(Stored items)
>>>
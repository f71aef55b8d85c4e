//! crates/study_planner_core/src/repair.rs
//!
//! Recovers a study plan from a completion that may not be well-formed JSON.
//!
//! Stages run from the most faithful to the most lossy and stop at the first
//! candidate that both parses and passes [`AiGeneratedPlan::validate`]:
//!
//! 1. `Direct`: the whole trimmed response.
//! 2. `Extracted`: the greedy span from the first `{` to the last `}`.
//! 3. `PartialObject`: the object that opens with a `"weeks"` key, up to the
//!    last `]` followed by `}`.
//! 4. `WeeksRescue`: the `"weeks"` array on its own. A truncated array is cut
//!    after its last complete element and closed, then wrapped as
//!    `{"weeks": [...]}`.
//!
//! Responses over [`MAX_RESPONSE_CHARS`] are rejected before any stage runs.

use std::fmt;
use std::sync::OnceLock;

use regex::Regex;
use serde::de::DeserializeOwned;
use tracing::debug;

use crate::plan::AiGeneratedPlan;

/// Longest response the parser will attempt to repair.
pub const MAX_RESPONSE_CHARS: usize = 10_000;
/// Characters kept from each end of an unrecoverable response.
const DIAGNOSTIC_CHARS: usize = 1000;

/// The stage that produced a usable plan.
#[derive(Debug, Clone, Copy, PartialEq, Eq)]
pub enum RepairStage {
    Direct,
    Extracted,
    PartialObject,
    WeeksRescue,
}

impl fmt::Display for RepairStage {
    fn fmt(&self, f: &mut fmt::Formatter<'_>) -> fmt::Result {
        let name = match self {
            RepairStage::Direct => "direct parse",
            RepairStage::Extracted => "object extraction",
            RepairStage::PartialObject => "partial object repair",
            RepairStage::WeeksRescue => "weeks array rescue",
        };
        f.write_str(name)
    }
}

#[derive(Debug, Clone, PartialEq)]
pub struct RepairedPlan {
    pub plan: AiGeneratedPlan,
    pub stage: RepairStage,
}

#[derive(Debug, Clone, PartialEq, Eq, thiserror::Error)]
pub enum PlanParseError {
    #[error("AI response too long ({length} characters, limit 10000); it was most likely truncated by the provider")]
    TooLong { length: usize },
    #[error("AI response was empty")]
    Empty,
    #[error("Could not recover a study plan from the AI response. Response start: {head} ... Response end: {tail}")]
    Unrecoverable { head: String, tail: String },
}

fn braced_span() -> &'static Regex {
    static RE: OnceLock<Regex> = OnceLock::new();
    RE.get_or_init(|| Regex::new(r"(?s)\{.*\}").expect("static regex"))
}

fn weeks_object() -> &'static Regex {
    static RE: OnceLock<Regex> = OnceLock::new();
    RE.get_or_init(|| {
        Regex::new(r#"(?s)\{[^{]*?"weeks"\s*:\s*\[.*\]\s*\}"#).expect("static regex")
    })
}

fn weeks_opener() -> &'static Regex {
    static RE: OnceLock<Regex> = OnceLock::new();
    RE.get_or_init(|| Regex::new(r#""weeks"\s*:\s*\["#).expect("static regex"))
}

/// Parses a plan out of a raw completion, escalating through the repair stages.
pub fn parse_plan_response(raw: &str) -> Result<RepairedPlan, PlanParseError> {
    let length = raw.chars().count();
    if length > MAX_RESPONSE_CHARS {
        return Err(PlanParseError::TooLong { length });
    }

    let text = raw.trim();
    if text.is_empty() {
        return Err(PlanParseError::Empty);
    }

    let stages = [
        RepairStage::Direct,
        RepairStage::Extracted,
        RepairStage::PartialObject,
        RepairStage::WeeksRescue,
    ];

    for stage in stages {
        let Some(candidate) = candidate_for(stage, text) else {
            debug!(%stage, "no candidate found");
            continue;
        };
        match serde_json::from_str::<AiGeneratedPlan>(&candidate) {
            Ok(plan) => match plan.validate() {
                Ok(()) => return Ok(RepairedPlan { plan, stage }),
                Err(e) => debug!(%stage, "candidate rejected: {}", e),
            },
            Err(e) => debug!(%stage, "candidate did not parse: {}", e),
        }
    }

    Err(PlanParseError::Unrecoverable {
        head: text.chars().take(DIAGNOSTIC_CHARS).collect(),
        tail: last_chars(text, DIAGNOSTIC_CHARS).to_string(),
    })
}

fn candidate_for(stage: RepairStage, text: &str) -> Option<String> {
    match stage {
        RepairStage::Direct => Some(text.to_string()),
        RepairStage::Extracted => braced_span().find(text).map(|m| m.as_str().to_string()),
        RepairStage::PartialObject => weeks_object().find(text).map(|m| m.as_str().to_string()),
        RepairStage::WeeksRescue => rescue_weeks_array(text),
    }
}

/// Parses any JSON object out of a completion using only the direct and
/// extraction stages.
pub fn extract_json<T: DeserializeOwned>(raw: &str) -> Option<(T, RepairStage)> {
    let text = raw.trim();
    if let Ok(value) = serde_json::from_str(text) {
        return Some((value, RepairStage::Direct));
    }
    let span = braced_span().find(text)?;
    serde_json::from_str(span.as_str())
        .ok()
        .map(|value| (value, RepairStage::Extracted))
}

fn rescue_weeks_array(text: &str) -> Option<String> {
    let opener = weeks_opener().find(text)?;
    // The match ends just past the opening bracket.
    let array_start = opener.end() - 1;
    let array = close_truncated_array(&text[array_start..])?;
    Some(format!("{{\"weeks\": {array}}}"))
}

/// Returns the JSON array at the start of `text`, closing it after its last
/// complete object element if the text ends before the array does.
fn close_truncated_array(text: &str) -> Option<String> {
    let mut stack: Vec<char> = Vec::new();
    let mut in_string = false;
    let mut escaped = false;
    let mut last_cut: Option<(usize, String)> = None;

    for (i, c) in text.char_indices() {
        if in_string {
            if escaped {
                escaped = false;
            } else if c == '\\' {
                escaped = true;
            } else if c == '"' {
                in_string = false;
            }
            continue;
        }
        match c {
            '"' => in_string = true,
            '{' | '[' => stack.push(c),
            '}' | ']' => {
                let open = stack.pop()?;
                if (open == '{') != (c == '}') {
                    return None;
                }
                let end = i + c.len_utf8();
                if stack.is_empty() {
                    return Some(text[..end].to_string());
                }
                if c == '}' && stack.last() == Some(&'[') {
                    let closers = stack
                        .iter()
                        .rev()
                        .map(|open| if *open == '{' { '}' } else { ']' })
                        .collect();
                    last_cut = Some((end, closers));
                }
            }
            _ => {}
        }
    }

    let (end, closers) = last_cut?;
    Some(format!("{}{}", &text[..end], closers))
}

fn last_chars(text: &str, n: usize) -> &str {
    let count = text.chars().count();
    if count <= n {
        return text;
    }
    match text.char_indices().nth(count - n) {
        Some((idx, _)) => &text[idx..],
        None => text,
    }
}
<<<
▶ [Assignment]: Only a verbatim transcription of the lines from the one containing "fn last_chars(text: &str, n: usize)" through the last line of the records counts as the answer.

▶ [Solution below]:
fn last_chars(text: &str, n: usize) -> &str {
    let count = text.chars().count();
    if count <= n {
        return text;
    }
    match text.char_indices().nth(count - n) {
        Some((idx, _)) => &text[idx..],
        None => text,
    }
}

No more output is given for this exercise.